Questa è una faccenda importante di cui non si parla. Più dell’1 per cento dell’impronta mondiale totale di gas serra potrebbe essere eliminato tramite semplici miglioramenti nel modo in cui si coltiva solitamente il riso. Non ha nulla a che vedere con i combustibili fossili usati dai trattori, dai camion, dalle imbarcazioni o da alcun altro elemento della filiera produttiva ma solo dal modo in cui viene coltivato.

Il riso è alla base dell’alimentazione di 3.5 miliardi di persone, tanto basta per comprendere come la sua coltivazione abbia effetti significativi sul clima e sul riscaldamento globale. Secondo la Fao e il World Resources Institute (Wri), ogni anno la coltura globale del riso produce circa la stessa quantità di emissioni di gas serra della Germania. Queste emissioni sono costituite principalmente dal metano rilasciato dalla vegetazione in putrefazione, nota come paglia di riso, che giace in risaie imbevute di acqua. Il metano è 34 volte più potente del biossido di carbonio. La buona notizia è che le emissioni di metano possono essere ridotte fino al 70% cambiando alcune pratiche agricole. In particolare, ciò di cui abbiamo bisogno è fare un ricorso più assennato ai fertilizzanti ed evitare di allagare le risaie – nuove ricerche indicano che cicli di inondazioni seguiti da periodi di siccità possono addirittura peggiorare le cose producendo il doppio dell’inquinamento da gas serra rispetto a quanto stimato finora. Sembra una questione semplice da affrontare, ma finché non attirerà una maggior attenzione sarà difficile compiere progressi. Inoltre la risicoltura in Italia rischia di scomparire, quando i dazi europei verranno meno in tre anni. La salvezza richiede una strategia basata su sostenibilità e aggregazione sul territorio, indirizzi di cui ci si preoccupa troppo poco.

Che cosa posso fare io?
Ben 120 diversi risi sono coltivati in Italia, la risaia d’Europa. Dall’Arborio al Carnaroli, Vialone Nano, Roma e Baldo per i risotti. L’offerta dei supermercati è tendenzialmente appiattita sulle mode di periodo motivo per cui a molti sfugge questa incredibile biodiversità. L’italianità del riso non ha mai determinato le scelte dei consumatori, che tuttora si accontentano della parvenza italiana del marchio senza neppure verificare se il riso Scotti o Gallo di turno sia stato coltivato in Italia o in qualche paese asiatico, in quali condizioni ambientali e lavorative. Il consiglio è di comprare riso un po’ meno spesso di quanto si è fatto finora, almeno finché non si trova un fornitore che garantisca una maggiore sostenibilità.

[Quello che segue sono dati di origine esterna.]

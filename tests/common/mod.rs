//! Integration test common infrastructure.
//!
//! Provides a mock IRC server for the driver's clients to register
//! against, plus scaffolding for running the real `ircboss` binary over
//! temporary script files.

#![allow(dead_code)]

pub mod server;

pub use server::MockIrcServer;

use std::path::{Path, PathBuf};
use std::process::Stdio;

/// Writes a script to a temp file and returns its path.
pub fn write_script(tag: &str, contents: &str) -> std::io::Result<PathBuf> {
    let path = std::env::temp_dir().join(format!("ircboss-{}-{}.script", tag, std::process::id()));
    std::fs::write(&path, contents)?;
    Ok(path)
}

/// A command running the driver binary on `script`, with the ident
/// responder parked on an ephemeral port so tests do not contend for 113.
pub fn boss_command(script: &Path) -> tokio::process::Command {
    let mut cmd = tokio::process::Command::new(env!("CARGO_BIN_EXE_ircboss"));
    cmd.arg(script)
        .env("BOSS_IDENT_ADDR", "127.0.0.1:0")
        .stdout(Stdio::piped())
        .stderr(Stdio::piped())
        .kill_on_drop(true);
    cmd
}

/// Sends SIGTERM to a spawned driver.
pub async fn terminate(pid: u32) {
    let _ = tokio::process::Command::new("kill")
        .arg("-TERM")
        .arg(pid.to_string())
        .status()
        .await;
}
// container.rs - Phase sequencing for the puzzle piece container
//
//   Idle -> Initializing -> Ready -> Shifting -> Ready
//                           Ready -> Hiding -> Hidden -> Expanding -> Ready
//
// Every phase is an async fn. A phase only returns once every tile it animated
// has reported completion, so the caller can never overlap two phases.

use std::fmt;

use tracing::{debug, info};

use crate::cancel::CancelToken;
use crate::capability::{Audio, Motion, PieceSpawner};
use crate::config::ContainerConfig;
use crate::display::GridModel;
use crate::error::{PuzzleError, Result};
use crate::grid::{Direction, LogicalGrid};
use crate::instantiate::PieceInstantiator;
use crate::motion::MotionCoordinator;

#[derive(Debug, Clone, Copy, PartialEq, Eq, Hash)]
pub enum Phase {
    Initialize,
    Shift,
    Hide,
    Expand,
}

impl fmt::Display for Phase {
    fn fmt(&self, f: &mut fmt::Formatter<'_>) -> fmt::Result {
        f.write_str(match self {
            Phase::Initialize => "initialize",
            Phase::Shift => "shift",
            Phase::Hide => "hide",
            Phase::Expand => "expand",
        })
    }
}

#[derive(Debug, Clone, Copy, PartialEq, Eq, Hash)]
pub enum PhaseState {
    Idle,
    Initializing,
    Ready,
    Shifting,
    Hiding,
    Hidden,
    Expanding,
}

impl fmt::Display for PhaseState {
    fn fmt(&self, f: &mut fmt::Formatter<'_>) -> fmt::Result {
        f.write_str(match self {
            PhaseState::Idle => "idle",
            PhaseState::Initializing => "initializing",
            PhaseState::Ready => "ready",
            PhaseState::Shifting => "shifting",
            PhaseState::Hiding => "hiding",
            PhaseState::Hidden => "hidden",
            PhaseState::Expanding => "expanding",
        })
    }
}

pub struct PuzzlePieceContainer<S, M, A> {
    config: ContainerConfig,
    state: PhaseState,
    grid: Option<GridModel>,
    instantiator: PieceInstantiator<S>,
    coordinator: MotionCoordinator<M>,
    audio: A,
    cancel: CancelToken,
}

impl<S, M, A> PuzzlePieceContainer<S, M, A>
where
    S: PieceSpawner,
    M: Motion,
    A: Audio,
{
    pub fn new(config: ContainerConfig, spawner: S, motion: M, audio: A) -> Self {
        Self {
            config,
            state: PhaseState::Idle,
            grid: None,
            instantiator: PieceInstantiator::new(spawner),
            coordinator: MotionCoordinator::new(motion),
            audio,
            cancel: CancelToken::never(),
        }
    }

    /// Token checked by every following phase until replaced.
    pub fn set_cancel_token(&mut self, cancel: CancelToken) {
        self.cancel = cancel;
    }

    pub fn state(&self) -> PhaseState {
        self.state
    }

    pub fn config(&self) -> &ContainerConfig {
        &self.config
    }

    pub fn grid(&self) -> Option<&GridModel> {
        self.grid.as_ref()
    }

    pub fn spawner(&self) -> &S {
        self.instantiator.spawner()
    }

    pub fn motion(&self) -> &M {
        self.coordinator.motion()
    }

    pub fn audio(&self) -> &A {
        &self.audio
    }

    fn expect_state(&self, phase: Phase, allowed: &[PhaseState]) -> Result<()> {
        if allowed.contains(&self.state) {
            Ok(())
        } else {
            Err(PuzzleError::InvalidPhase { phase, state: self.state })
        }
    }

    /// Creates the display grid, colors it from `logical`, and starts the ambient pulse.
    ///
    /// Cancelling drops every tile created so far and returns to `Idle`.
    pub async fn initialize(&mut self, logical: &LogicalGrid) -> Result<()> {
        self.expect_state(Phase::Initialize, &[PhaseState::Idle])?;
        info!(columns = logical.columns(), rows = logical.rows(), "initializing piece container");

        self.state = PhaseState::Initializing;
        let cancel = self.cancel.clone();
        match GridModel::initialize(&mut self.instantiator, logical, self.config.start_origin, &cancel).await {
            Ok(model) => {
                self.grid = Some(model);
                self.coordinator.pulse(self.config.pulse);
                self.state = PhaseState::Ready;
                Ok(())
            }
            Err(err) => {
                self.state = PhaseState::Idle;
                Err(err)
            }
        }
    }

    /// Slides one line a cell in `direction`, then snaps back and shows `next`.
    ///
    /// Up/Down slide logical column `pivot_column`; Left/Right slide logical row
    /// `pivot_row`. Dimensions and pivot are checked before anything moves.
    /// Cancelling snaps positions back but keeps the old colors.
    pub async fn update_pieces(
        &mut self,
        direction: Direction,
        pivot_column: usize,
        pivot_row: usize,
        next: &LogicalGrid,
    ) -> Result<()> {
        self.expect_state(Phase::Shift, &[PhaseState::Ready])?;
        let grid = self.grid.as_mut().ok_or(PuzzleError::InvalidPhase {
            phase: Phase::Shift,
            state: self.state,
        })?;
        grid.check_dimensions(next)?;
        let line = grid.line(direction, pivot_column, pivot_row)?;
        let distance = grid.step(direction);
        debug!(?direction, pivot_column, pivot_row, tiles = line.len(), "shift started");

        self.state = PhaseState::Shifting;
        self.audio.play_puzzle_move();
        let duration = self.config.move_duration;
        let moved = self
            .coordinator
            .run_batch(
                line.iter().map(|piece| piece.move_by(distance, duration)),
                Phase::Shift,
                &self.cancel,
            )
            .await;

        grid.reset_positions(self.config.start_origin);
        if moved.is_ok() {
            grid.sync_colors(next)?;
        }
        self.state = PhaseState::Ready;
        debug!(?direction, "shift finished");
        moved.map(|_| ())
    }

    /// Shrinks every tile to nothing. Also accepted when already hidden.
    pub async fn hide_process(&mut self) -> Result<()> {
        self.expect_state(Phase::Hide, &[PhaseState::Ready, PhaseState::Hidden])?;
        let grid = self.grid.as_ref().ok_or(PuzzleError::InvalidPhase {
            phase: Phase::Hide,
            state: self.state,
        })?;

        self.state = PhaseState::Hiding;
        let duration = self.config.scale_duration;
        let hidden = self
            .coordinator
            .run_batch(
                grid.pieces().map(|piece| piece.scale_to(0.0, duration)),
                Phase::Hide,
                &self.cancel,
            )
            .await;

        self.state = PhaseState::Hidden;
        debug!("hide finished");
        hidden.map(|_| ())
    }

    /// Recolors to `next` while hidden, then grows every tile back to full size.
    pub async fn expansion_animation(&mut self, next: &LogicalGrid) -> Result<()> {
        self.expect_state(Phase::Expand, &[PhaseState::Hidden])?;
        let grid = self.grid.as_mut().ok_or(PuzzleError::InvalidPhase {
            phase: Phase::Expand,
            state: self.state,
        })?;
        grid.sync_colors(next)?;

        self.state = PhaseState::Expanding;
        let duration = self.config.scale_duration;
        let expanded = self
            .coordinator
            .run_batch(
                grid.pieces().map(|piece| piece.scale_to(1.0, duration)),
                Phase::Expand,
                &self.cancel,
            )
            .await;

        self.state = PhaseState::Ready;
        debug!("expand finished");
        expanded.map(|_| ())
    }
}

#[cfg(test)]
mod tests {
    use super::*;
    use crate::capability::{FixedSizeSpawner, InstantMotion, Silent};

    type TestContainer = PuzzlePieceContainer<FixedSizeSpawner, InstantMotion, Silent>;

    fn container() -> TestContainer {
        PuzzlePieceContainer::new(
            ContainerConfig::default(),
            FixedSizeSpawner::new(1.0, 1.0),
            InstantMotion::default(),
            Silent::default(),
        )
    }

    fn grid(rows: &[&str]) -> LogicalGrid {
        LogicalGrid::parse_rows(rows).unwrap()
    }

    #[tokio::test]
    async fn initialize_reaches_ready_and_starts_the_pulse() {
        let mut container = container();
        assert_eq!(container.state(), PhaseState::Idle);
        container.initialize(&grid(&["RG", "BY"])).await.unwrap();

        assert_eq!(container.state(), PhaseState::Ready);
        assert_eq!(container.spawner().spawned(), 16);
        assert_eq!(container.motion().pulse_requested(), Some(container.config().pulse));
    }

    #[tokio::test]
    async fn phases_out_of_order_fail_fast() {
        let mut container = container();
        let next = grid(&["RG", "BY"]);

        assert_eq!(
            container.update_pieces(Direction::Up, 0, 0, &next).await,
            Err(PuzzleError::InvalidPhase { phase: Phase::Shift, state: PhaseState::Idle })
        );
        assert_eq!(
            container.hide_process().await,
            Err(PuzzleError::InvalidPhase { phase: Phase::Hide, state: PhaseState::Idle })
        );

        container.initialize(&next).await.unwrap();
        assert_eq!(
            container.initialize(&next).await,
            Err(PuzzleError::InvalidPhase { phase: Phase::Initialize, state: PhaseState::Ready })
        );
        assert_eq!(
            container.expansion_animation(&next).await,
            Err(PuzzleError::InvalidPhase { phase: Phase::Expand, state: PhaseState::Ready })
        );

        container.hide_process().await.unwrap();
        assert_eq!(
            container.update_pieces(Direction::Left, 0, 0, &next).await,
            Err(PuzzleError::InvalidPhase { phase: Phase::Shift, state: PhaseState::Hidden })
        );
    }

    #[tokio::test]
    async fn mismatched_next_grid_leaves_container_untouched() {
        let mut container = container();
        container.initialize(&grid(&["RGB", "GBR", "BRG"])).await.unwrap();

        let result = container.update_pieces(Direction::Up, 0, 0, &grid(&["RG", "GB"])).await;
        assert!(matches!(result, Err(PuzzleError::DimensionMismatch { .. })));
        assert_eq!(container.state(), PhaseState::Ready);
        assert_eq!(container.motion().started(), 0);
        assert_eq!(container.audio().moves_played, 0);
    }

    #[tokio::test]
    async fn pivot_out_of_range_is_rejected_before_moving() {
        let mut container = container();
        let logical = grid(&["RGB", "GBR"]);
        container.initialize(&logical).await.unwrap();

        assert_eq!(
            container.update_pieces(Direction::Right, 0, 2, &logical).await,
            Err(PuzzleError::PivotOutOfRange { pivot: 2, limit: 2 })
        );
        assert_eq!(container.state(), PhaseState::Ready);
    }

    #[tokio::test]
    async fn hide_is_idempotent_and_expand_restores_scale() {
        let mut container = container();
        container.initialize(&grid(&["RG", "BY"])).await.unwrap();

        container.hide_process().await.unwrap();
        container.hide_process().await.unwrap();
        assert_eq!(container.state(), PhaseState::Hidden);
        let grid_model = container.grid().unwrap();
        assert!(grid_model.pieces().all(|piece| piece.scale() == 0.0));

        container.expansion_animation(&grid(&["YB", "GR"])).await.unwrap();
        assert_eq!(container.state(), PhaseState::Ready);
        let grid_model = container.grid().unwrap();
        assert!(grid_model.pieces().all(|piece| piece.scale() == 1.0));
        assert_eq!(grid_model.color_at(1, 1), Some(crate::grid::PieceColor::Yellow));
    }
}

Che cosa possono fare i negozi?
Trovare un fornitore di riso più sostenibile e commercializzare il suo prodotto come tale.

Che cosa possono fare i coltivatori di riso?
Usare prodotti fertilizzanti con moderazione, cosa che oltretutto potrebbe far risparmiare denaro. Non allagare le risaie. Poi pubblicizzare le proprie credenziali di sostenibilità per incrementare le vendite.